• _Exercise prompt_:
After locating the line with "self.status.is_terminal()" in the data that follows, return it and every later line exactly, up to and including the line with "self.metadata = Some(metadata);".

** Raw data follows **

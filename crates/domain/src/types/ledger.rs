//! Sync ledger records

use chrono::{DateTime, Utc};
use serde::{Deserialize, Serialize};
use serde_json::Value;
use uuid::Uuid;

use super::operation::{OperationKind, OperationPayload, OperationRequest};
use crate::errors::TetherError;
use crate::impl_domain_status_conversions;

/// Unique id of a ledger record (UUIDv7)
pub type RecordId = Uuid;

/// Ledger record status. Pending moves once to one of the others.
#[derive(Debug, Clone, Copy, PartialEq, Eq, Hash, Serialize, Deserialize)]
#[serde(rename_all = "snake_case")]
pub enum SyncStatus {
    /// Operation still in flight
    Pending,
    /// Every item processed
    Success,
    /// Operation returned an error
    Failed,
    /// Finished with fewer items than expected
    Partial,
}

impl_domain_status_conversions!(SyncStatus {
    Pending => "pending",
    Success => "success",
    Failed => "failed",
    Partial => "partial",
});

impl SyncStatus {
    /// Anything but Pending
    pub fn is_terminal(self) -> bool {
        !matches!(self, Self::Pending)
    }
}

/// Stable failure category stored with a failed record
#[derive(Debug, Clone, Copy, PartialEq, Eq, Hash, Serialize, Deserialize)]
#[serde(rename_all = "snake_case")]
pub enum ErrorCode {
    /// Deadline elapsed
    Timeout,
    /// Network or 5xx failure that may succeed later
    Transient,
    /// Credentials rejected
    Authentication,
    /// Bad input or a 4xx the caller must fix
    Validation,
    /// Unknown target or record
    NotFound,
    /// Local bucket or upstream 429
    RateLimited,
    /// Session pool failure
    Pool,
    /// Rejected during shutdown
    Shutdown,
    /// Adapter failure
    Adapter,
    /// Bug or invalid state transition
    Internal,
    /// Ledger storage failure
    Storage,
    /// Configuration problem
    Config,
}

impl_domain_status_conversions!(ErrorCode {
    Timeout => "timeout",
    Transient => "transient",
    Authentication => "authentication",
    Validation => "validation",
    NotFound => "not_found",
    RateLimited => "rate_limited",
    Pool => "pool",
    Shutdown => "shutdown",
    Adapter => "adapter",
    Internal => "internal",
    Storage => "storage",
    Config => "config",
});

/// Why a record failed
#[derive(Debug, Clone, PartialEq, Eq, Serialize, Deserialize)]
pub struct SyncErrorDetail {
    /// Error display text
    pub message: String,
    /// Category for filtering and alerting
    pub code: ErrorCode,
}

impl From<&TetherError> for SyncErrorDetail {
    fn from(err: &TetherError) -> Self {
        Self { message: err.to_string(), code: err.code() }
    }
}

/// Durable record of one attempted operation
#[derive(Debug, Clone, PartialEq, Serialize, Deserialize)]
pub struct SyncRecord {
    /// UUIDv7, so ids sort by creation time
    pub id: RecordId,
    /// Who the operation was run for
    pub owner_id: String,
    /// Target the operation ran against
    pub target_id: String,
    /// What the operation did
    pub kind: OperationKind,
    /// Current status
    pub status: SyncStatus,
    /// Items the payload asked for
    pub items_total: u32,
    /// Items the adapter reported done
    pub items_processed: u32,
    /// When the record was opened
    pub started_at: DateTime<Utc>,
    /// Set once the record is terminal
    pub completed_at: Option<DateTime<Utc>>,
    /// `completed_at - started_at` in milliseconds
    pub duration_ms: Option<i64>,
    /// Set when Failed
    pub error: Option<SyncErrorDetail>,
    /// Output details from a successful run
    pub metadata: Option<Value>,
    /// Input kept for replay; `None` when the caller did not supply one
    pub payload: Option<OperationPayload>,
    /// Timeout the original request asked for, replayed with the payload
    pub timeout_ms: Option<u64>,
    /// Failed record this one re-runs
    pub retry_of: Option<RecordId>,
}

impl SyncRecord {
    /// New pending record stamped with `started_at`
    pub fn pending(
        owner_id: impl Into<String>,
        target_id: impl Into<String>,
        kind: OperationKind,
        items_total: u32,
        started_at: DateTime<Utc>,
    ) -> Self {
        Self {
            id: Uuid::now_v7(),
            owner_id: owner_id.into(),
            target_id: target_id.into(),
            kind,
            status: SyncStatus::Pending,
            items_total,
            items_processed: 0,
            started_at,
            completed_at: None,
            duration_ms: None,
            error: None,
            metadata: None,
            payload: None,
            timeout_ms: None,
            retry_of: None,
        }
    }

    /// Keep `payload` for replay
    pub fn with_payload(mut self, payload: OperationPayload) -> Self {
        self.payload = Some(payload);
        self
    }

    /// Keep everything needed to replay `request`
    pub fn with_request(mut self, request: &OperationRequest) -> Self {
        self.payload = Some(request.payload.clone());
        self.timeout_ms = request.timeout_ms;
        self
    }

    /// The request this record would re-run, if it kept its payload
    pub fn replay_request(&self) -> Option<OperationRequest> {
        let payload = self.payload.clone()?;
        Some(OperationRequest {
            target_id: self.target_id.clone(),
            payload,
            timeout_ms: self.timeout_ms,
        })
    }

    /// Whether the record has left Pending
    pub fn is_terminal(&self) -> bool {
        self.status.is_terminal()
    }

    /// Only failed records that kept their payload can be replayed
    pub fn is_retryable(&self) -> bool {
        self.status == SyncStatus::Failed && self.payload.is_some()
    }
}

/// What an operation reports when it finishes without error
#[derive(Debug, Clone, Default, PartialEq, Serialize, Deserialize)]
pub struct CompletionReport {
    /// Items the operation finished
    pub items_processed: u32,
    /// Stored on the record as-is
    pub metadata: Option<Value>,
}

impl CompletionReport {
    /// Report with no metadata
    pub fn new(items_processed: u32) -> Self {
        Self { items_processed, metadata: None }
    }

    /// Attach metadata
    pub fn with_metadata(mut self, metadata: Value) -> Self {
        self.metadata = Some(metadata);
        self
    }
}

** End of Raw data **
** Raw data follows **

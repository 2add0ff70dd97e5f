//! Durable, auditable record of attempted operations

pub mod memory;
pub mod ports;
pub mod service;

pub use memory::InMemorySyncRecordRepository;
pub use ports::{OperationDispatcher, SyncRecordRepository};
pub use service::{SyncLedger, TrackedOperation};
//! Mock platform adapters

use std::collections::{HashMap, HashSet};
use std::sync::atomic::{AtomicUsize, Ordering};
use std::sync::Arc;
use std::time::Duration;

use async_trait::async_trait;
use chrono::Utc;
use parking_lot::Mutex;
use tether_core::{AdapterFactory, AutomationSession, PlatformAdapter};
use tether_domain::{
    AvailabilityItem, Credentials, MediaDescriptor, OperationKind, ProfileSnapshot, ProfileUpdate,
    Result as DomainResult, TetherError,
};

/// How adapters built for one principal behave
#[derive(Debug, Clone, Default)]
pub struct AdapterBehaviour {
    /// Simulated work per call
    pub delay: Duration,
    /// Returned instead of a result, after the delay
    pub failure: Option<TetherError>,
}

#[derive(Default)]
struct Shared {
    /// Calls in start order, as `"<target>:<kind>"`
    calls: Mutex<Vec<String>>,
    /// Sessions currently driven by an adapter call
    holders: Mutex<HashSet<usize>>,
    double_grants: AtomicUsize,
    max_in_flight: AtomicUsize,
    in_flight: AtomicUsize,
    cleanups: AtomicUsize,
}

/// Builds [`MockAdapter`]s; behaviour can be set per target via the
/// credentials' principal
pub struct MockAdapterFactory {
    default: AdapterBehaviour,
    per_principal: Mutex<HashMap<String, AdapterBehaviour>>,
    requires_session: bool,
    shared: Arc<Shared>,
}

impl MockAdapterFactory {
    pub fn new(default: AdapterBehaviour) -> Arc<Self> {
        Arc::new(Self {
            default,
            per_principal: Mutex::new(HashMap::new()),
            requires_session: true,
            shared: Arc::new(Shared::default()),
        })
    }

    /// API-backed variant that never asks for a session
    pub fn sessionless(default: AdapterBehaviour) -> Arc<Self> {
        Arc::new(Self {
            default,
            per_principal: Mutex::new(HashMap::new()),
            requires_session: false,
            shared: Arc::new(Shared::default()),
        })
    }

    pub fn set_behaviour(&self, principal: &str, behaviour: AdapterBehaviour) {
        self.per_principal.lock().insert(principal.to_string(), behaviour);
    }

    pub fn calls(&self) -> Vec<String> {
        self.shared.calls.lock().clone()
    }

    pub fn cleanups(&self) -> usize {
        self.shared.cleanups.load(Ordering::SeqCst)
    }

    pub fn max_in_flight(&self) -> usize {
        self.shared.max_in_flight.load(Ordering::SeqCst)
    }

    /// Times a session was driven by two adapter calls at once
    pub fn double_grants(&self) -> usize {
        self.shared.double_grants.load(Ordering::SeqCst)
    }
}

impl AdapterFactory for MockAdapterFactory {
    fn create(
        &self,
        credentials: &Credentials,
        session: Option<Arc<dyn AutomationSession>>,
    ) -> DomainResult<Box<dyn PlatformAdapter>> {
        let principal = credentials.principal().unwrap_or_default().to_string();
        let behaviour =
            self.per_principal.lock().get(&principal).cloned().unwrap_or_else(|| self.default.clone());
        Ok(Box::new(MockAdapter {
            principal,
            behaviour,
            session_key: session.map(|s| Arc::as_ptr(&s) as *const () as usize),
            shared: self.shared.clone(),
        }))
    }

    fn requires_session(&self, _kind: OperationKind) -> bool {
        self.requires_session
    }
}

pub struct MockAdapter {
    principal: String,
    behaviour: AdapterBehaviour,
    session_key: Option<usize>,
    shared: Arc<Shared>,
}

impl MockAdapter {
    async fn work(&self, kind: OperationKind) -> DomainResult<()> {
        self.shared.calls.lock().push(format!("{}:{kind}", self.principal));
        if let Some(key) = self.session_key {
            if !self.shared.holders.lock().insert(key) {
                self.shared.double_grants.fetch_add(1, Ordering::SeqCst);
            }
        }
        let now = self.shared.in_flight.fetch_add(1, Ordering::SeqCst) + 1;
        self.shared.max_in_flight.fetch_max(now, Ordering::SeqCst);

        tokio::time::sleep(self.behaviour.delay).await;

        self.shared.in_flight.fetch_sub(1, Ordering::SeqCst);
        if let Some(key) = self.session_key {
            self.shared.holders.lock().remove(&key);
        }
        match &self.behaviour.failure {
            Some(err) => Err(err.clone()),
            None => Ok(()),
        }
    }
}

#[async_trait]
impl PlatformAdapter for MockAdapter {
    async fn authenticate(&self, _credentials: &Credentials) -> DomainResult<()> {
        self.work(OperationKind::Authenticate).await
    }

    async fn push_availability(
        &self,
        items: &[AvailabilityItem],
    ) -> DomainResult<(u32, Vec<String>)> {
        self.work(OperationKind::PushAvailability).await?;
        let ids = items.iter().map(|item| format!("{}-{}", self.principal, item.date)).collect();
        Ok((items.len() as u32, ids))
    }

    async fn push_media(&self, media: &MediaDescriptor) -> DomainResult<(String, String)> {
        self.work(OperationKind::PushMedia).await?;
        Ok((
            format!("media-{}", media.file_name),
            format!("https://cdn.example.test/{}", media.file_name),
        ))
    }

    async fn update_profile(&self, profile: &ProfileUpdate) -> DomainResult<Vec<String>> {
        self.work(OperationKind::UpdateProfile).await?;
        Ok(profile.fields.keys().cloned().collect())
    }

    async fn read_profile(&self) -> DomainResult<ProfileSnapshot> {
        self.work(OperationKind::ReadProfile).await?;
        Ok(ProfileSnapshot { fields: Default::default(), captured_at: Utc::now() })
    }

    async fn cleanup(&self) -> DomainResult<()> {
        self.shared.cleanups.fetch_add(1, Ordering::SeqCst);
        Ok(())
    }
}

** End of Raw data **

• _Exercise result_:
        self.status.is_terminal()
    }

    /// Only failed records that kept their payload can be replayed
    pub fn is_retryable(&self) -> bool {
        self.status == SyncStatus::Failed && self.payload.is_some()
    }
}

/// What an operation reports when it finishes without error
#[derive(Debug, Clone, Default, PartialEq, Serialize, Deserialize)]
pub struct CompletionReport {
    /// Items the operation finished
    pub items_processed: u32,
    /// Stored on the record as-is
    pub metadata: Option<Value>,
}

impl CompletionReport {
    /// Report with no metadata
    pub fn new(items_processed: u32) -> Self {
        Self { items_processed, metadata: None }
    }

    /// Attach metadata
    pub fn with_metadata(mut self, metadata: Value) -> Self {
        self.metadata = Some(metadata);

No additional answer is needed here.